Copy all lines in the material holding the string "later".

___ Given data ___

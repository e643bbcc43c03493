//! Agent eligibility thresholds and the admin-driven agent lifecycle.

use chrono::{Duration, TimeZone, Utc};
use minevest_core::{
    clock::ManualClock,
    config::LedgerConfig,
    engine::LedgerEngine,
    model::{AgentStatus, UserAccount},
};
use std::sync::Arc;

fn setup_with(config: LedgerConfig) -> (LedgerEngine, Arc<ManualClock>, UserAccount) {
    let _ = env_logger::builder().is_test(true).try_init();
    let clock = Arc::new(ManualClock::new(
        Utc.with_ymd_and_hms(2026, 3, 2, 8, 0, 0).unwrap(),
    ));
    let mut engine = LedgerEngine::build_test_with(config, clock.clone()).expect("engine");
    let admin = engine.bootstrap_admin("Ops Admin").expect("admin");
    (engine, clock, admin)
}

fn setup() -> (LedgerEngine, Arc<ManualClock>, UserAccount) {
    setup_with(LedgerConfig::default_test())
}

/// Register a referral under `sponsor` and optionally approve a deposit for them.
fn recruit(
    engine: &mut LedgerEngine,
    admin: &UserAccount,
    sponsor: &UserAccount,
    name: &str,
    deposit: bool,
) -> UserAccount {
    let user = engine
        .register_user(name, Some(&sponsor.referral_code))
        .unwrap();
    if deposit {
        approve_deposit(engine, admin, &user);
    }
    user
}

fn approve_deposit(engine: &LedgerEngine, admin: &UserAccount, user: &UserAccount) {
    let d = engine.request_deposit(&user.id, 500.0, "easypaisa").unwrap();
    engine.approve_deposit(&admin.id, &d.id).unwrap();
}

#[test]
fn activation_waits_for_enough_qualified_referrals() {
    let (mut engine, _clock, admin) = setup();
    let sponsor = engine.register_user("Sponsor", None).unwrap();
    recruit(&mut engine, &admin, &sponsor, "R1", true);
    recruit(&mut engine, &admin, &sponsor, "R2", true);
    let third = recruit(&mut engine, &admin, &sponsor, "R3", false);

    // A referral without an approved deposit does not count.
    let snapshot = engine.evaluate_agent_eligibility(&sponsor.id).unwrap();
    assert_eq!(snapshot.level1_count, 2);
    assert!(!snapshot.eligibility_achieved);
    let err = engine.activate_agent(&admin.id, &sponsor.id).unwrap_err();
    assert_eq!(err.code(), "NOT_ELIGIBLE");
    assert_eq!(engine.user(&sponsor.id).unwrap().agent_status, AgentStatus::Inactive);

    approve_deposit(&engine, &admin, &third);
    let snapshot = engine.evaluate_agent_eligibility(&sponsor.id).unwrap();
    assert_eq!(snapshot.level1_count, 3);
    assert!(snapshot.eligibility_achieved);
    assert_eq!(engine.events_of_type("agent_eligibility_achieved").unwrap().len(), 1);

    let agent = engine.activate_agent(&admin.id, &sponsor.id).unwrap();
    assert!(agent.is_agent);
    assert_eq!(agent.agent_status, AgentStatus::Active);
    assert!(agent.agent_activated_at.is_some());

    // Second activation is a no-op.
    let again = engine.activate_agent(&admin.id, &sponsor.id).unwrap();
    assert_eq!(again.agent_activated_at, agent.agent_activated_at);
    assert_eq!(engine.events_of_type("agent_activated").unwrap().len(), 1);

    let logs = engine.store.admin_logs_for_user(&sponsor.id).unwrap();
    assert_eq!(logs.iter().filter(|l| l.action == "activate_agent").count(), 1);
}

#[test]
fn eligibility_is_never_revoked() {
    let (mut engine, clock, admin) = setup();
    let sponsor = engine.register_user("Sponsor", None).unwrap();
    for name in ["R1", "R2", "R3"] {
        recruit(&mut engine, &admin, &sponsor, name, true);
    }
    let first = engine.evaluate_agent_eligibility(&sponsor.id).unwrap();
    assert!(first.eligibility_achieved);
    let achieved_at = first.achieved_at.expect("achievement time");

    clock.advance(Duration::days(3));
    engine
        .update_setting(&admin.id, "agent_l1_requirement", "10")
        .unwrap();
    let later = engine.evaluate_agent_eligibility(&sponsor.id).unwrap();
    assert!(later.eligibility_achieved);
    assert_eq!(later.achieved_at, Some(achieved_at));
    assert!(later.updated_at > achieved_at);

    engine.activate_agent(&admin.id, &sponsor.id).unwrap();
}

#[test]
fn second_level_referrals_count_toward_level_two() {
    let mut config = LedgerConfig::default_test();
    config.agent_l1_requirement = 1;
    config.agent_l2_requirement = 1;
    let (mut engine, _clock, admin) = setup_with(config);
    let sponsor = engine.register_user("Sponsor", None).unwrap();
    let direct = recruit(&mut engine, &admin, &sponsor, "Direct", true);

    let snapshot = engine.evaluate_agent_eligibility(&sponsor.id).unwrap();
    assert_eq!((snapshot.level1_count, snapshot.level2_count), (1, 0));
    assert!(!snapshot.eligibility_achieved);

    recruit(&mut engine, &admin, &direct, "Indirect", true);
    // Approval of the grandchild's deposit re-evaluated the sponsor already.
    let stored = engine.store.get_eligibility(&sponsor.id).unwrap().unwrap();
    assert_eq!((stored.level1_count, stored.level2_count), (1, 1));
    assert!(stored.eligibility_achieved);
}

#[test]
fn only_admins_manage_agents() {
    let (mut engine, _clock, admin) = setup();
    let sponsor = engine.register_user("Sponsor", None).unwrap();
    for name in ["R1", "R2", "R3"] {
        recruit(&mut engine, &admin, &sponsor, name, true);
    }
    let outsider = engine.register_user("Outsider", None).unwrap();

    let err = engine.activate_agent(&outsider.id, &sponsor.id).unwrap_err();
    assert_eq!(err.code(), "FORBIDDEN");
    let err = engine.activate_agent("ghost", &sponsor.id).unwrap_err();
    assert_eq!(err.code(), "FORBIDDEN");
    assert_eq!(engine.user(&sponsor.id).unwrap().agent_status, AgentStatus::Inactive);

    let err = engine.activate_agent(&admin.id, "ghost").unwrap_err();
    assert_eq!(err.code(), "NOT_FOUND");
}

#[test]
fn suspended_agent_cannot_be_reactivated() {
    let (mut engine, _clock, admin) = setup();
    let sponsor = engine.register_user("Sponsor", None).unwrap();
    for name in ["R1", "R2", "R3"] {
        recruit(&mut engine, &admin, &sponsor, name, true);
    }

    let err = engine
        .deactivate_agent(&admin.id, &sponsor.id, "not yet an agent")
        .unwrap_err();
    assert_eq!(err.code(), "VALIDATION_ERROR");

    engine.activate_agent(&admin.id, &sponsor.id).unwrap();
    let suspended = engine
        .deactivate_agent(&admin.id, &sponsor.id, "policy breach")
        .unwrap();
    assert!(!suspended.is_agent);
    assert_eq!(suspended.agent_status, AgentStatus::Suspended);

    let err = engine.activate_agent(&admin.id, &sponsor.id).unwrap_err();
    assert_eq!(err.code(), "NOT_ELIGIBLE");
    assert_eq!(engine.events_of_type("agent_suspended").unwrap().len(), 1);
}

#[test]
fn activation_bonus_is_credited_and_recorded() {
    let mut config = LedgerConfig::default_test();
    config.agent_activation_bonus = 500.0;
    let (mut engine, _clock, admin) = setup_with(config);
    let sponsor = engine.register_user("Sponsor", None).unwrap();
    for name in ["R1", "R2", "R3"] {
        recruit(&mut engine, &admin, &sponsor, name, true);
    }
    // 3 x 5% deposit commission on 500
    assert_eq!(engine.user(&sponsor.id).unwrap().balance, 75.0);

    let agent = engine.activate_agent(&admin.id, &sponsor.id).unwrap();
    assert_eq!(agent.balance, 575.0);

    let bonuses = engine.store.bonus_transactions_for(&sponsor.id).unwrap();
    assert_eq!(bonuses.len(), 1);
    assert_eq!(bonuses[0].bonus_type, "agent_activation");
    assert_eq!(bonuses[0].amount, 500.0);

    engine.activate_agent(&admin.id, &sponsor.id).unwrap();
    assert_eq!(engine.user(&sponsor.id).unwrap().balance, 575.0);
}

___

### Finished exercise
    let later = engine.evaluate_agent_eligibility(&sponsor.id).unwrap();
    assert!(later.eligibility_achieved);
    assert_eq!(later.achieved_at, Some(achieved_at));
    assert!(later.updated_at > achieved_at);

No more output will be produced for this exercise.